シリーズ 24 「『日国』で読み解く「半七」のことば 」目次

  1. 1. 今野真二:『半七捕物帳』の「長年」 2023年05月24日
  2. 2. 今野真二:「小刀細工」はいつからあった? 2023年06月07日
  3. 3. 今野真二:蛙の水出し 2023年06月21日
  4. 4. 佐藤宏:『半七捕物帳』が『日本国語大辞典』の用例として引かれる理由。 2023年07月05日

『日国』で読み解く「半七」のことば
Series24-3

蛙の水出し

今野真二より

 大正7(1918)年に『新小説』10月号に発表された「踊りの浚(さら)い」、大正11年の『サンデー毎日』夏期臨時増刊号に発表された「蛙の水出し」は、後に新作社版の全集に収められるにあたって、「少年少女の死」として一つ(上・下)にまとめられ、かつ「半七物」に改められた。
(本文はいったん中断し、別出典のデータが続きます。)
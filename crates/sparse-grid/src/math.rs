//! Segment, box, and sphere intersection helpers.
//!
//! Pure, allocation-free functions shared by the grid and both query engines.
//! The slab tests take a precomputed componentwise reciprocal of the ray
//! direction; a zero direction component yields an infinite reciprocal, which
//! every function here tolerates by treating the ray as unconstrained on that
//! axis once its start lies inside the slab.
//!
//! The two hit-point helpers assume `dir` has unit length.

use nalgebra::{Point3, Vector3, distance_squared};

use crate::bounds::Aabb;
use crate::coord::CellCoord;

/// Rounds each component to the nearest integer, halves away from zero.
///
/// # Example
///
/// ```
/// use nalgebra::Vector3;
/// use sparse_grid::{CellCoord, math};
///
/// assert_eq!(
///     math::round_vec_to_cell(Vector3::new(0.5, -0.5, 1.49)),
///     CellCoord::new(1, -1, 1),
/// );
/// ```
#[must_use]
#[allow(clippy::cast_possible_truncation)]
pub fn round_vec_to_cell(v: Vector3<f64>) -> CellCoord {
    CellCoord::new(v.x.round() as i32, v.y.round() as i32, v.z.round() as i32)
}

/// Returns whether two AABBs overlap, boundaries included.
#[must_use]
pub fn box_intersects_box(a: &Aabb, b: &Aabb) -> bool {
    a.min.x <= b.max.x
        && b.min.x <= a.max.x
        && a.min.y <= b.max.y
        && b.min.y <= a.max.y
        && a.min.z <= b.max.z
        && b.min.z <= a.max.z
}

/// Returns whether an AABB and a sphere overlap.
#[must_use]
pub fn box_intersects_sphere(aabb: &Aabb, center: &Point3<f64>, radius: f64) -> bool {
    box_intersects_sphere_radius_sq(aabb, center, radius * radius)
}

/// [`box_intersects_sphere`] with the radius already squared, for hot loops
/// that test one sphere against many cells.
#[must_use]
pub fn box_intersects_sphere_radius_sq(aabb: &Aabb, center: &Point3<f64>, radius_sq: f64) -> bool {
    distance_squared(center, &aabb.closest_point(center)) <= radius_sq
}

/// Slab test: returns whether the infinite ray from `start` along the
/// direction whose reciprocal is `inv_dir` pierces the box.
#[must_use]
pub fn line_intersects_box(aabb: &Aabb, start: &Point3<f64>, inv_dir: &Vector3<f64>) -> bool {
    let mut t_entry = f64::NEG_INFINITY;
    let mut t_exit = f64::INFINITY;

    for axis in 0..3 {
        if inv_dir[axis].is_infinite() {
            // Axis-aligned ray: the slab constrains nothing as long as the
            // start sits inside it, boundaries included.
            if start[axis] < aabb.min[axis] || start[axis] > aabb.max[axis] {
                return false;
            }
            continue;
        }

        let t1 = (aabb.min[axis] - start[axis]) * inv_dir[axis];
        let t2 = (aabb.max[axis] - start[axis]) * inv_dir[axis];

        t_entry = t_entry.max(t1.min(t2));
        t_exit = t_exit.min(t1.max(t2));

        if t_entry > t_exit {
            return false;
        }
    }

    true
}

/// Entry point of the segment `start..end` into the box, if any.
///
/// Yields `start` itself when the segment starts inside the box. Fails when
/// the box lies behind the start or beyond the end of the segment.
#[must_use]
pub fn line_box_hit_point(
    aabb: &Aabb,
    start: &Point3<f64>,
    end: &Point3<f64>,
    dir: &Vector3<f64>,
    inv_dir: &Vector3<f64>,
) -> Option<Point3<f64>> {
    if aabb.contains(start) {
        return Some(*start);
    }

    let mut t_entry = f64::NEG_INFINITY;
    let mut t_exit = f64::INFINITY;

    for axis in 0..3 {
        if inv_dir[axis].is_infinite() {
            if start[axis] < aabb.min[axis] || start[axis] > aabb.max[axis] {
                return None;
            }
            continue;
        }

        let t1 = (aabb.min[axis] - start[axis]) * inv_dir[axis];
        let t2 = (aabb.max[axis] - start[axis]) * inv_dir[axis];

        t_entry = t_entry.max(t1.min(t2));
        t_exit = t_exit.min(t1.max(t2));

        if t_entry > t_exit {
            return None;
        }
    }

    if t_entry < 0.0 || t_entry * t_entry > distance_squared(start, end) {
        return None;
    }

    Some(start + dir * t_entry)
}

/// Returns whether the segment `start..end` pierces the sphere.
#[must_use]
pub fn line_intersects_sphere(
    start: &Point3<f64>,
    end: &Point3<f64>,
    dir: &Vector3<f64>,
    center: &Point3<f64>,
    radius: f64,
) -> bool {
    line_sphere_hit_point(start, end, dir, center, radius).is_some()
}

/// Entry point of the segment `start..end` into the sphere, if any.
///
/// Yields `start` itself when the segment starts inside the sphere; otherwise
/// the near root of the analytic ray/sphere intersection, rejected when it
/// falls behind the start or beyond the segment length.
#[must_use]
pub fn line_sphere_hit_point(
    start: &Point3<f64>,
    end: &Point3<f64>,
    dir: &Vector3<f64>,
    center: &Point3<f64>,
    radius: f64,
) -> Option<Point3<f64>> {
    let start_to_center = start - center;
    let radius_sq = radius * radius;

    if start_to_center.norm_squared() < radius_sq {
        return Some(*start);
    }

    let v = dir.dot(&(center - start));
    let discriminant = radius_sq - (start_to_center.norm_squared() - v * v);

    if discriminant < 0.0 {
        return None;
    }

    let time = v - discriminant.sqrt();

    if time < 0.0 || time * time > distance_squared(start, end) {
        return None;
    }

    Some(start + dir * time)
}

#[cfg(test)]
#[allow(clippy::unwrap_used)]
mod tests {
    use approx::assert_relative_eq;

    use super::*;

    fn unit_x() -> (Vector3<f64>, Vector3<f64>) {
        let dir = Vector3::x();
        let inv_dir = dir.map(|c| 1.0 / c);
        (dir, inv_dir)
    }

    #[test]
    fn rounding_is_half_away_from_zero() {
        assert_eq!(
            round_vec_to_cell(Vector3::new(2.5, -2.5, 0.0)),
            CellCoord::new(3, -3, 0)
        );
        assert_eq!(
            round_vec_to_cell(Vector3::new(0.49, -0.49, 1.5)),
            CellCoord::new(0, 0, 2)
        );
    }

    #[test]
    fn boxes_touching_on_a_face_overlap() {
        let a = Aabb::new(Point3::new(0.0, 0.0, 0.0), Point3::new(1.0, 1.0, 1.0));
        let b = Aabb::new(Point3::new(1.0, 0.0, 0.0), Point3::new(2.0, 1.0, 1.0));
        let c = Aabb::new(Point3::new(1.1, 0.0, 0.0), Point3::new(2.0, 1.0, 1.0));
        assert!(box_intersects_box(&a, &b));
        assert!(!box_intersects_box(&a, &c));
    }

    #[test]
    fn box_sphere_overlap_uses_closest_point() {
        let aabb = Aabb::new(Point3::new(-1.0, -1.0, -1.0), Point3::new(1.0, 1.0, 1.0));
        assert!(box_intersects_sphere(&aabb, &Point3::new(2.0, 0.0, 0.0), 1.0));
        assert!(!box_intersects_sphere(
            &aabb,
            &Point3::new(2.0, 0.0, 0.0),
            0.9
        ));
        // Sphere center inside the box.
        assert!(box_intersects_sphere(&aabb, &Point3::new(0.5, 0.5, 0.5), 0.1));
    }

    #[test]
    fn axis_aligned_ray_on_box_boundary_hits() {
        let aabb = Aabb::new(Point3::new(-1.0, -1.0, -1.0), Point3::new(1.0, 1.0, 1.0));
        let (_, inv_dir) = unit_x();
        // Grazing along the y = 1 face.
        assert!(line_intersects_box(
            &aabb,
            &Point3::new(-5.0, 1.0, 0.0),
            &inv_dir
        ));
        assert!(!line_intersects_box(
            &aabb,
            &Point3::new(-5.0, 1.1, 0.0),
            &inv_dir
        ));
    }

    #[test]
    fn line_box_hit_point_from_outside() {
        let aabb = Aabb::new(Point3::new(-1.0, -1.0, -1.0), Point3::new(1.0, 1.0, 1.0));
        let (dir, inv_dir) = unit_x();
        let hit = line_box_hit_point(
            &aabb,
            &Point3::new(-5.0, 0.0, 0.0),
            &Point3::new(5.0, 0.0, 0.0),
            &dir,
            &inv_dir,
        )
        .unwrap();
        assert_relative_eq!(hit.x, -1.0);
    }

    #[test]
    fn line_box_hit_point_from_inside_is_start() {
        let aabb = Aabb::new(Point3::new(-1.0, -1.0, -1.0), Point3::new(1.0, 1.0, 1.0));
        let (dir, inv_dir) = unit_x();
        let start = Point3::new(0.25, 0.0, 0.0);
        let hit =
            line_box_hit_point(&aabb, &start, &Point3::new(5.0, 0.0, 0.0), &dir, &inv_dir).unwrap();
        assert_eq!(hit, start);
    }

    #[test]
    fn line_box_hit_point_rejects_box_behind_start() {
        let aabb = Aabb::new(Point3::new(-3.0, -1.0, -1.0), Point3::new(-2.0, 1.0, 1.0));
        let (dir, inv_dir) = unit_x();
        assert!(
            line_box_hit_point(
                &aabb,
                &Point3::new(0.0, 0.0, 0.0),
                &Point3::new(5.0, 0.0, 0.0),
                &dir,
                &inv_dir,
            )
            .is_none()
        );
    }

    #[test]
    fn line_box_hit_point_rejects_box_beyond_segment() {
        let aabb = Aabb::new(Point3::new(10.0, -1.0, -1.0), Point3::new(12.0, 1.0, 1.0));
        let (dir, inv_dir) = unit_x();
        assert!(
            line_box_hit_point(
                &aabb,
                &Point3::new(0.0, 0.0, 0.0),
                &Point3::new(5.0, 0.0, 0.0),
                &dir,
                &inv_dir,
            )
            .is_none()
        );
    }

    #[test]
    fn line_sphere_hit_point_near_root() {
        let (dir, _) = unit_x();
        let hit = line_sphere_hit_point(
            &Point3::new(-10.0, 0.0, 0.0),
            &Point3::new(10.0, 0.0, 0.0),
            &dir,
            &Point3::new(0.0, 0.0, 0.0),
            2.0,
        )
        .unwrap();
        assert_relative_eq!(hit.x, -2.0);
    }

    #[test]
    fn line_sphere_hit_point_from_inside_is_start() {
        let (dir, _) = unit_x();
        let start = Point3::new(0.5, 0.0, 0.0);
        let hit = line_sphere_hit_point(
            &start,
            &Point3::new(10.0, 0.0, 0.0),
            &dir,
            &Point3::new(0.0, 0.0, 0.0),
            2.0,
        )
        .unwrap();
        assert_eq!(hit, start);
    }

    #[test]
    fn line_sphere_rejects_sphere_behind_or_beyond() {
        let (dir, _) = unit_x();
        // Behind the start.
        assert!(
            line_sphere_hit_point(
                &Point3::new(0.0, 0.0, 0.0),
                &Point3::new(10.0, 0.0, 0.0),
                &dir,
                &Point3::new(-5.0, 0.0, 0.0),
                2.0,
            )
            .is_none()
        );
        // Beyond the segment end.
        assert!(
            line_sphere_hit_point(
                &Point3::new(0.0, 0.0, 0.0),
                &Point3::new(10.0, 0.0, 0.0),
                &dir,
                &Point3::new(20.0, 0.0, 0.0),
                2.0,
            )
            .is_none()
        );
    }

    #[test]
    fn line_misses_sphere_off_axis() {
        let (dir, _) = unit_x();
        assert!(!line_intersects_sphere(
            &Point3::new(-10.0, 5.0, 0.0),
            &Point3::new(10.0, 5.0, 0.0),
            &dir,
            &Point3::new(0.0, 0.0, 0.0),
            2.0,
        ));
    }
}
その「少年少女の死」に次のようなくだりがある。昭和25(1950)年に出版された同光社版定本(全5巻)の第3巻を使って引用する。

 「師匠。これはお前の配り手拭だが、けふのお客さまは大抵持つてゐるだらうね。」 

 なにかの物中りであらうといふので、先づ型のごとき手当を施したが、由松は手足が痙攣して、それから半時ばかりの後に息を引き取つた。

 実はね、家の子供が玩具にしてゐた水出しをね。今考へると、ほんたうに止せばよかつたんですけれど、こゝの家の由ちやんに上げたんですよ。 

 「配り手拭」は「クバリテヌグイ」を文字化したものと思われるが、『日本国語大辞典』はこの語を見出しにしていない。もっとも、すぐに語義がわかる複合語であるために、見出しとして採用されなかったという可能性はあるだろう。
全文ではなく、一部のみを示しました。